Week 18 Q&A
You attend the delivery of an infant girl who was noted to have a cleft lip on prenatal ultrasound.
On your initial exam, she is found to have a complete unilateral cleft lip and palate. (See Figure 9–4.) The family has lots of questions regarding this diagnosis.
This infant has a complete unilateral cleft lip that extends into the nasal sill. (Reproduced with permission from Lalwani AK, ed. Current Diagnosis & Treatment in Otolaryngology: Head and Neck Surgery. 3rd ed. McGraw-Hill Education; 2011, Fig 20-4.)
All of the following are true regarding cleft lip and palates EXCEPT:
A. Cleft lip occurs most often on the left side.
B. Right-sided clefts are more commonly associated with syndromes.
C. There is no association between a bifid uvula and a cleft palate.
D. Cleft lip is more common in males and cleft palate in females.
E. Almost all children with cleft lip and palate require myringotomy and tympanostomy tube placement due to eustachian tube dysfunction.

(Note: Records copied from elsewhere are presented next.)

use crate::common::{
    BlockNum, Result, StoreError, ATTRCAT_BLOCK, BLOCK_ALLOCATION_MAP_SIZE, BLOCK_SIZE,
    RELCAT_BLOCK,
};

use super::BlockType;

/// In-memory copy of the block allocation map: the type of every block on
/// the disk, persisted one byte per block in the first map blocks.
#[derive(Debug, Clone)]
pub struct BlockAllocMap {
    entries: Vec<BlockType>,
}

impl BlockAllocMap {
    /// Rejects disks too small to hold the map and catalog blocks, and
    /// disks with more blocks than the map can describe.
    pub fn check_disk_blocks(disk_blocks: u32) -> Result<()> {
        let describable = BLOCK_ALLOCATION_MAP_SIZE as usize * BLOCK_SIZE;
        if disk_blocks <= ATTRCAT_BLOCK || disk_blocks as usize > describable {
            return Err(StoreError::InvalidDiskImage);
        }
        Ok(())
    }

    /// Map of a freshly formatted disk: map blocks, the two catalog blocks,
    /// everything else unused.
    pub fn formatted(disk_blocks: u32) -> Self {
        let mut entries = vec![BlockType::Unused; disk_blocks as usize];
        for entry in entries.iter_mut().take(BLOCK_ALLOCATION_MAP_SIZE as usize) {
            *entry = BlockType::Bmap;
        }
        entries[RELCAT_BLOCK as usize] = BlockType::Rec;
        entries[ATTRCAT_BLOCK as usize] = BlockType::Rec;
        Self { entries }
    }

    /// Decodes the first `disk_blocks` entries of the persisted map and
    /// checks that the reserved blocks carry the expected tags.
    pub fn from_bytes(bytes: &[u8], disk_blocks: u32) -> Result<Self> {
        let entries = bytes[..disk_blocks as usize]
            .iter()
            .map(|&code| BlockType::from_code(code as i32).ok_or(StoreError::InvalidDiskImage))
            .collect::<Result<Vec<_>>>()?;

        let map_ok = entries[..BLOCK_ALLOCATION_MAP_SIZE as usize]
            .iter()
            .all(|&t| t == BlockType::Bmap);
        let catalogs_ok = entries[RELCAT_BLOCK as usize] == BlockType::Rec
            && entries[ATTRCAT_BLOCK as usize] == BlockType::Rec;
        if !map_ok || !catalogs_ok {
            return Err(StoreError::InvalidDiskImage);
        }

        Ok(Self { entries })
    }

    /// Encodes the map into the bytes of all map blocks. Entries past the
    /// end of the disk are written as unused.
    pub fn to_bytes(&self) -> Vec<u8> {
        let mut bytes =
            vec![BlockType::Unused.code(); BLOCK_ALLOCATION_MAP_SIZE as usize * BLOCK_SIZE];
        for (byte, ty) in bytes.iter_mut().zip(&self.entries) {
            *byte = ty.code();
        }
        bytes
    }

    pub fn len(&self) -> usize {
        self.entries.len()
    }

    pub fn is_empty(&self) -> bool {
        self.entries.is_empty()
    }

    pub fn get(&self, block: BlockNum) -> Option<BlockType> {
        self.entries.get(block.as_usize()).copied()
    }

    pub fn set(&mut self, block: BlockNum, ty: BlockType) {
        if let Some(entry) = self.entries.get_mut(block.as_usize()) {
            *entry = ty;
        }
    }

    /// First unused block, scanning from the start of the disk.
    pub fn find_unused(&self) -> Option<BlockNum> {
        self.entries
            .iter()
            .position(|&t| t == BlockType::Unused)
            .map(|i| BlockNum::new(i as u32))
    }

    /// Number of blocks tagged `ty`.
    pub fn count(&self, ty: BlockType) -> usize {
        self.entries.iter().filter(|&&t| t == ty).count()
    }
}

#[cfg(test)]
mod tests {
    use super::*;

    #[test]
    fn test_formatted_map() {
        let map = BlockAllocMap::formatted(16);
        assert_eq!(map.len(), 16);
        assert_eq!(map.count(BlockType::Bmap), 4);
        assert_eq!(map.count(BlockType::Rec), 2);
        assert_eq!(map.find_unused(), Some(BlockNum::new(6)));
    }

    #[test]
    fn test_map_bytes_round_trip() {
        let mut map = BlockAllocMap::formatted(32);
        map.set(BlockNum::new(7), BlockType::IndLeaf);
        let bytes = map.to_bytes();
        assert_eq!(bytes.len(), BLOCK_ALLOCATION_MAP_SIZE as usize * BLOCK_SIZE);
        assert_eq!(bytes[7], BlockType::IndLeaf.code());
        assert_eq!(bytes[100], BlockType::Unused.code());

        let decoded = BlockAllocMap::from_bytes(&bytes, 32).unwrap();
        assert_eq!(decoded.get(BlockNum::new(7)), Some(BlockType::IndLeaf));
        assert_eq!(decoded.find_unused(), Some(BlockNum::new(6)));
    }

    #[test]
    fn test_unformatted_bytes_rejected() {
        let bytes = vec![0u8; BLOCK_ALLOCATION_MAP_SIZE as usize * BLOCK_SIZE];
        assert!(matches!(
            BlockAllocMap::from_bytes(&bytes, 16),
            Err(StoreError::InvalidDiskImage)
        ));
    }

    #[test]
    fn test_full_map_has_no_unused() {
        let mut map = BlockAllocMap::formatted(8);
        map.set(BlockNum::new(6), BlockType::Rec);
        map.set(BlockNum::new(7), BlockType::IndLeaf);
        assert_eq!(map.find_unused(), None);
    }
}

The correct answer is “C.” A bifid uvula is present in approximately 3% of children but there is an association with submucous cleft palate. A submucous cleft palate is diagnosed by the classic triad of a bifid uvula, central thinning of the soft palate, and a palpable notch in the posterior border of the hard palate. It is important to identify this abnormality because affected children have a 40% risk of developing persistent middle ear effusions and are at risk for velopharyngeal incompetence resulting in hypernasal speech.